A single visitor’s answer isn’t necessarily correct — they might be careless, or skimming. The consensus engine aggregates responses from multiple visitors and produces a label only when enough of them agree. This is how you get reliable training data from general web traffic.

How it works

For each unknown item, HiveGuard collects responses from multiple visitors. When enough responses accumulate:

Count responses by answer value
Compute the fraction that agree on the most common answer
If agreement >= consensus_threshold, finalize the label

Example with consensus_threshold = 0.6:

Item	Responses	Agreement	Result
cat.jpg	yes, yes, yes, no	3/4 = 0.75	✓ Label: “yes”
dog.jpg	yes, no, yes, no	2/4 = 0.50	✗ Not enough agreement

Items that don’t reach consensus are re-queued for more solvers.

Consensus threshold

consensus_threshold (0.0–1.0) controls how much solver agreement is required. Default: 0.6.

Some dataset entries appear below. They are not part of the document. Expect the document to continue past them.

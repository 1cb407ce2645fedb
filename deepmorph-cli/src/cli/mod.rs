pub mod commands;
pub mod formatting;

use clap::{Parser, Subcommand};
use deepmorph_core::config::{load_config, load_or_default, Config};
use deepmorph_core::system::paths::config_path;
use std::path::{Path, PathBuf};

#[derive(Parser)]
#[command(
    name = "deepmorph",
    version,
    about = "Sequence metrics and species cluster assignment for deep-sea eDNA samples",
    long_about = "DeepMorph characterises a nucleotide sequence (length, GC content, conserved \
                  motifs) and assigns it to a set of putative species clusters drawn from a \
                  reference catalog of known and candidate novel organisms."
)]
pub struct Cli {
    #[command(subcommand)]
    pub command: Commands,

    /// Verbosity level (can be repeated)
    #[arg(short, long, action = clap::ArgAction::Count, global = true)]
    pub verbose: u8,

    /// Number of threads for batch analysis (0 = all available)
    #[arg(short = 'j', long, default_value = "0", global = true)]
    pub threads: usize,

    /// Config file (defaults to $DEEPMORPH_HOME/config.toml)
    #[arg(long, value_name = "PATH", global = true)]
    pub config: Option<PathBuf>,
}

#[derive(Subcommand)]
pub enum Commands {
    /// Compute metrics and assign species clusters
    Analyze(commands::analyze::AnalyzeArgs),

    /// Compute sequence metrics only
    Metrics(commands::metrics::MetricsArgs),

    /// List the reference catalog in use
    Catalog(commands::catalog::CatalogArgs),

    /// Manage the configuration file
    Config {
        #[command(subcommand)]
        command: commands::config::ConfigCommands,
    },
}

pub fn resolve_config_path(explicit: Option<&Path>) -> PathBuf {
    explicit.map(Path::to_path_buf).unwrap_or_else(config_path)
}

/// An explicit `--config` must exist; the default location may be absent.
pub fn load_effective_config(explicit: Option<&Path>) -> anyhow::Result<Config> {
    let config = match explicit {
        Some(path) => load_config(path)?,
        None => load_or_default(config_path())?,
    };
    Ok(config)
}
use crate::catalog::OrganismProfile;
use crate::sequence::SequenceMetrics;
use serde::{Deserialize, Serialize};
use std::fmt;

#[derive(Debug, Clone, Copy, PartialEq, Eq, Hash, Serialize, Deserialize)]
#[serde(rename_all = "lowercase")]
pub enum ClusterStatus {
    Known,
    Novel,
}

impl fmt::Display for ClusterStatus {
    fn fmt(&self, f: &mut fmt::Formatter<'_>) -> fmt::Result {
        match self {
            ClusterStatus::Known => write!(f, "known"),
            ClusterStatus::Novel => write!(f, "novel"),
        }
    }
}

/// One putative organism detected in the input
#[derive(Debug, Clone, PartialEq, Eq, Serialize, Deserialize)]
#[serde(rename_all = "camelCase")]
pub struct ClusterAssignment {
    /// `species-<selection index>`
    pub id: String,
    /// `Species-A`, `Species-B`, ... in selection order
    pub cluster_name: String,
    #[serde(flatten)]
    pub profile: OrganismProfile,
    pub status: ClusterStatus,
    /// Integer percent
    pub confidence: u32,
    /// Integer percent of the sample
    pub abundance: u32,
    pub sequence_info: ClusterSequenceInfo,
}

impl ClusterAssignment {
    pub fn is_known(&self) -> bool {
        self.status == ClusterStatus::Known
    }
}

/// Per-cluster variant of the input's metrics. GC is the global value plus
/// jitter and is not clamped, so it can fall outside 0..=100.
#[derive(Debug, Clone, Copy, PartialEq, Eq, Serialize, Deserialize)]
#[serde(rename_all = "camelCase")]
pub struct ClusterSequenceInfo {
    pub length: usize,
    pub gc_content: i64,
    #[serde(rename = "conservedMotifs")]
    pub conserved_motif_count: usize,
}

impl ClusterSequenceInfo {
    /// The unperturbed metrics
    pub fn from_metrics(metrics: &SequenceMetrics) -> Self {
        Self {
            length: metrics.length,
            gc_content: metrics.gc_content as i64,
            conserved_motif_count: metrics.conserved_motif_count,
        }
    }
}

#[derive(Debug, Clone, PartialEq, Eq, Serialize, Deserialize)]
#[serde(rename_all = "camelCase")]
pub struct AnalysisResult {
    pub total_clusters: usize,
    pub known_species: usize,
    pub novel_candidates: usize,
    /// Whole seconds, never below 1
    pub processing_time: u64,
    /// Ordered by descending confidence
    pub species: Vec<ClusterAssignment>,
}

impl AnalysisResult {
    /// Sum of all abundance shares; 100 give or take one point per cluster
    /// under independent rounding
    pub fn abundance_total(&self) -> u32 {
        self.species.iter().map(|s| s.abundance).sum()
    }

    pub fn known(&self) -> impl Iterator<Item = &ClusterAssignment> {
        self.species.iter().filter(|s| s.is_known())
    }

    pub fn novel(&self) -> impl Iterator<Item = &ClusterAssignment> {
        self.species.iter().filter(|s| !s.is_known())
    }

    /// Cluster by its `Species-*` label
    pub fn find(&self, cluster_name: &str) -> Option<&ClusterAssignment> {
        self.species.iter().find(|s| s.cluster_name == cluster_name)
    }
}
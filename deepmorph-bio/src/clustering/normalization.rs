use deepmorph_core::NormalizationMode;

/// Convert raw abundance weights into integer percentages.
///
/// `Independent` rounds each `raw / total * 100` half-up on its own, so the
/// sum may land anywhere within one point per cluster of 100.
/// `LargestRemainder` floors every share and hands the missing points to the
/// largest fractional parts (earlier index wins ties), summing to exactly 100.
///
/// An all-zero or empty input yields all zeros.
pub fn normalize_abundances(raw: &[u32], mode: NormalizationMode) -> Vec<u32> {
    let total: u64 = raw.iter().map(|&r| r as u64).sum();
    if total == 0 {
        return vec![0; raw.len()];
    }

    match mode {
        NormalizationMode::Independent => raw
            .iter()
            .map(|&r| ((r as u64 * 200 + total) / (2 * total)) as u32)
            .collect(),
        NormalizationMode::LargestRemainder => largest_remainder(raw, total),
    }
}

fn largest_remainder(raw: &[u32], total: u64) -> Vec<u32> {
    let mut shares: Vec<u32> = raw
        .iter()
        .map(|&r| (r as u64 * 100 / total) as u32)
        .collect();

    let mut order: Vec<(usize, u64)> = raw
        .iter()
        .enumerate()
        .map(|(i, &r)| (i, r as u64 * 100 % total))
        .collect();
    // Stable: equal remainders keep index order
    order.sort_by(|a, b| b.1.cmp(&a.1));

    let assigned: u32 = shares.iter().sum();
    let missing = 100u32.saturating_sub(assigned) as usize;
    for &(i, _) in order.iter().take(missing) {
        shares[i] += 1;
    }

    shares
}

#[cfg(test)]
mod tests {
    use super::*;

    #[test]
    fn test_independent_rounding_can_overshoot() {
        // 100/3 = 33.33 each -> 33 * 3 = 99
        assert_eq!(
            normalize_abundances(&[10, 10, 10], NormalizationMode::Independent),
            vec![33, 33, 33]
        );
        // 1/8 = 12.5 -> 13 each, total 104
        let eight = normalize_abundances(&[10; 8], NormalizationMode::Independent);
        assert_eq!(eight, vec![13; 8]);
        assert_eq!(eight.iter().sum::<u32>(), 104);
    }

    #[test]
    fn test_independent_exact_split() {
        assert_eq!(
            normalize_abundances(&[10, 30, 40, 20], NormalizationMode::Independent),
            vec![10, 30, 40, 20]
        );
    }

    #[test]
    fn test_largest_remainder_sums_to_100() {
        let shares = normalize_abundances(&[10, 10, 10], NormalizationMode::LargestRemainder);
        assert_eq!(shares, vec![34, 33, 33]);

        let eight = normalize_abundances(&[10; 8], NormalizationMode::LargestRemainder);
        assert_eq!(eight.iter().sum::<u32>(), 100);
        assert_eq!(eight, vec![13, 13, 13, 13, 12, 12, 12, 12]);
    }

    #[test]
    fn test_largest_remainder_prefers_biggest_fraction() {
        // 100 * [11, 17, 22] / 50 = 22, 34, 44 exactly
        assert_eq!(
            normalize_abundances(&[11, 17, 22], NormalizationMode::LargestRemainder),
            vec![22, 34, 44]
        );
        // 100 * [10, 13, 17] / 40 = 25, 32.5, 42.5 -> floors 25, 32, 42, one point to index 1
        assert_eq!(
            normalize_abundances(&[10, 13, 17], NormalizationMode::LargestRemainder),
            vec![25, 33, 42]
        );
    }

    #[test]
    fn test_zero_total() {
        assert_eq!(
            normalize_abundances(&[0, 0], NormalizationMode::Independent),
            vec![0, 0]
        );
        assert!(normalize_abundances(&[], NormalizationMode::LargestRemainder).is_empty());
    }
}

Higher threshold → more agreement required → higher-quality labels, but slower (more solvers needed)
Lower threshold → labels finalize faster, but may be noisier

Change it via:

hiveguard config set --consensus-threshold 0.75

Re-validation

Labels that were previously finalized can be re-queued for re-scoring if new information suggests the label is stale or contested. See Re-validation.

Label confidence

Once a label is finalized, it gets a confidence score equal to the agreement fraction. This is useful when exporting:

# Only use labels with 90%+ agreement
hiveguard labels export --fmt jsonl | \
  jq -c 'select(.confidence >= 0.9)'

Outlier rejection

Responses that are statistical outliers (e.g., one solver who always answers differently from everyone else) may be down-weighted. This reduces the influence of careless or adversarial solvers.